Data extracted from a collection:
//! Run configuration
//!
//! Sampling and loop parameters plus optional JSON persistence for a full
//! run description (model path, prompt, stop strings, engine tunables).

use std::fs;
use std::path::{Path, PathBuf};

use serde::{Deserialize, Serialize};
use thiserror::Error;

use crate::engine::EngineConfig;

/// Errors that can occur while loading or saving a run configuration
#[derive(Debug, Error)]
pub enum ConfigError {
    #[error("I/O error: {0}")]
    Io(#[from] std::io::Error),

    #[error("Failed to parse config: {0}")]
    Parse(#[from] serde_json::Error),

    #[error("No prompt given (set `prompt` or `prompt_file`)")]
    MissingPrompt,
}

/// Parameters handed to the engine's sampling operation
#[derive(Debug, Clone, Serialize, Deserialize)]
pub struct SamplingParams {
    /// Top-k sampling parameter
    pub top_k: i32,
    /// Top-p (nucleus) sampling parameter (0.0 - 1.0)
    pub top_p: f32,
    /// Temperature (< 0.01 = greedy)
    pub temperature: f32,
    /// Repetition penalty applied over the repeat window
    pub repeat_penalty: f32,
}

impl Default for SamplingParams {
    fn default() -> Self {
        Self {
            top_k: 40,
            top_p: 0.95,
            temperature: 0.8,
            repeat_penalty: 1.1,
        }
    }
}

/// Parameters governing one generation session
#[derive(Debug, Clone, Serialize, Deserialize)]
pub struct GenerationParams {
    /// Sampling configuration
    pub sampling: SamplingParams,
    /// Staging cap: tokens fed to the engine per evaluate call
    pub n_batch: u32,
    /// Prompt prefix always retained on context overflow (-1 = whole prompt)
    pub n_keep: i32,
    /// Trailing window considered for the repetition penalty
    pub repeat_last_n: u32,
    /// Cap on sampled tokens (None = run until a stop condition)
    pub max_tokens: Option<u32>,
    /// Keep generating past the end-of-stream token
    pub ignore_eos: bool,
    /// Stop sequences ("antiprompts") that halt generation
    pub stop_sequences: Vec<String>,
}

impl Default for GenerationParams {
    fn default() -> Self {
        Self {
            sampling: SamplingParams::default(),
            n_batch: 8,
            n_keep: 0,
            repeat_last_n: 64,
            max_tokens: None,
            ignore_eos: false,
            stop_sequences: Vec::new(),
        }
    }
}

impl GenerationParams {
    /// Clamp parameters to usable ranges
    pub fn validate(&mut self) {
        self.sampling.temperature = self.sampling.temperature.clamp(0.0, 2.0);
        self.sampling.top_p = self.sampling.top_p.clamp(0.0, 1.0);

        if self.sampling.top_k <= 0 {
            self.sampling.top_k = 40;
        }

        if self.sampling.repeat_penalty <= 0.0 {
            self.sampling.repeat_penalty = 1.0;
        }

        if self.n_batch == 0 {
            self.n_batch = 8;
        }

        if self.repeat_last_n == 0 {
            self.repeat_last_n = 64;
        }

        if self.n_keep < -1 {
            self.n_keep = -1;
        }
    }
}

/// A complete run description, loadable from a JSON file
#[derive(Debug, Clone, Serialize, Deserialize)]
pub struct RunConfig {
    /// Path to the model file
    pub model: PathBuf,
    /// Inline prompt text
    pub prompt: Option<String>,
    /// File to read the prompt from (used when `prompt` is unset)
    pub prompt_file: Option<PathBuf>,
    /// Engine tunables
    pub engine: EngineConfig,
    /// Loop and sampling parameters
    pub params: GenerationParams,
}

impl Default for RunConfig {
    fn default() -> Self {
        Self {
            model: PathBuf::new(),
            prompt: None,
            prompt_file: None,
            engine: EngineConfig::default(),
            params: GenerationParams::default(),
        }
    }
}

impl RunConfig {
    /// Clamp all parameters, including limits that span the engine and loop
    /// settings. The loop's staging cap must not exceed the engine's decode
    /// buffer or every `decode` call would fail at runtime.
    pub fn validate(&mut self) {
        self.params.validate();
        if self.params.n_batch > self.engine.n_batch {
            self.params.n_batch = self.engine.n_batch;
        }
    }

    /// Load a run configuration from a JSON file, clamping loaded values
    pub fn load<P: AsRef<Path>>(path: P) -> Result<Self, ConfigError> {
        let json = fs::read_to_string(path.as_ref())?;
        let mut config: RunConfig = serde_json::from_str(&json)?;
        config.validate();
        tracing::debug!(path = %path.as_ref().display(), "loaded run config");
        Ok(config)
    }

    /// Save this configuration as pretty-printed JSON
    pub fn save<P: AsRef<Path>>(&self, path: P) -> Result<(), ConfigError> {
        let json = serde_json::to_string_pretty(self)?;
        fs::write(path.as_ref(), json)?;
        tracing::debug!(path = %path.as_ref().display(), "saved run config");
        Ok(())
    }

    /// Resolve the prompt text: inline takes precedence over `prompt_file`.
    pub fn resolve_prompt(&self) -> Result<String, ConfigError> {
        if let Some(prompt) = &self.prompt {
            return Ok(prompt.clone());
        }
        if let Some(path) = &self.prompt_file {
            return Ok(fs::read_to_string(path)?);
        }
        Err(ConfigError::MissingPrompt)
    }
}

#[cfg(test)]
mod tests {
    use super::*;

    #[test]
    fn test_default_params() {
        let params = GenerationParams::default();
        assert_eq!(params.sampling.top_k, 40);
        assert!((params.sampling.top_p - 0.95).abs() < 0.001);
        assert_eq!(params.n_batch, 8);
        assert_eq!(params.repeat_last_n, 64);
        assert_eq!(params.max_tokens, None);
        assert!(params.stop_sequences.is_empty());
    }

    #[test]
    fn test_params_validation() {
        let mut params = GenerationParams::default();

        params.sampling.temperature = 5.0;
        params.validate();
        assert_eq!(params.sampling.temperature, 2.0);

        params.sampling.top_p = 2.0;
        params.validate();
        assert_eq!(params.sampling.top_p, 1.0);

        params.n_batch = 0;
        params.validate();
        assert_eq!(params.n_batch, 8);

        params.n_keep = -5;
        params.validate();
        assert_eq!(params.n_keep, -1);
    }

    #[test]
    fn test_loop_batch_clamped_to_engine_batch() {
        let mut config = RunConfig::default();
        config.params.n_batch = 4096;
        config.engine.n_batch = 512;
        config.validate();
        assert_eq!(config.params.n_batch, 512);

        // An in-range cap is left alone.
        config.params.n_batch = 8;
        config.validate();
        assert_eq!(config.params.n_batch, 8);
    }

    #[test]
    fn test_config_serialization() {
        let config = RunConfig {
            model: PathBuf::from("model.gguf"),
            prompt: Some("hello".to_string()),
            ..RunConfig::default()
        };

        let json = serde_json::to_string(&config).unwrap();
        let deserialized: RunConfig = serde_json::from_str(&json).unwrap();

        assert_eq!(config.model, deserialized.model);
        assert_eq!(config.prompt, deserialized.prompt);
        assert_eq!(config.engine.n_ctx, deserialized.engine.n_ctx);
    }

    #[test]
    fn test_config_persistence() {
        let dir = tempfile::tempdir().unwrap();
        let path = dir.path().join("run.json");

        let mut config = RunConfig::default();
        config.model = PathBuf::from("model.gguf");
        config.params.stop_sequences = vec!["### Human:".to_string()];
        config.save(&path).unwrap();

        let loaded = RunConfig::load(&path).unwrap();
        assert_eq!(loaded.model, config.model);
        assert_eq!(loaded.params.stop_sequences, config.params.stop_sequences);
    }

    #[test]
    fn test_resolve_prompt() {
        let mut config = RunConfig::default();
        assert!(matches!(
            config.resolve_prompt(),
            Err(ConfigError::MissingPrompt)
        ));

        config.prompt = Some("inline".to_string());
        assert_eq!(config.resolve_prompt().unwrap(), "inline");

        let dir = tempfile::tempdir().unwrap();
        let path = dir.path().join("prompt.txt");
        fs::write(&path, "from file").unwrap();

        config.prompt = None;
        config.prompt_file = Some(path);
        assert_eq!(config.resolve_prompt().unwrap(), "from file");
    }
}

- _WORK INSTRUCTION_
Filter the data above by the word "loaded" and copy every line that matches.

- _SOLUTION_
    /// Load a run configuration from a JSON file, clamping loaded values
        tracing::debug!(path = %path.as_ref().display(), "loaded run config");
        let loaded = RunConfig::load(&path).unwrap();
        assert_eq!(loaded.model, config.model);
        assert_eq!(loaded.params.stop_sequences, config.params.stop_sequences);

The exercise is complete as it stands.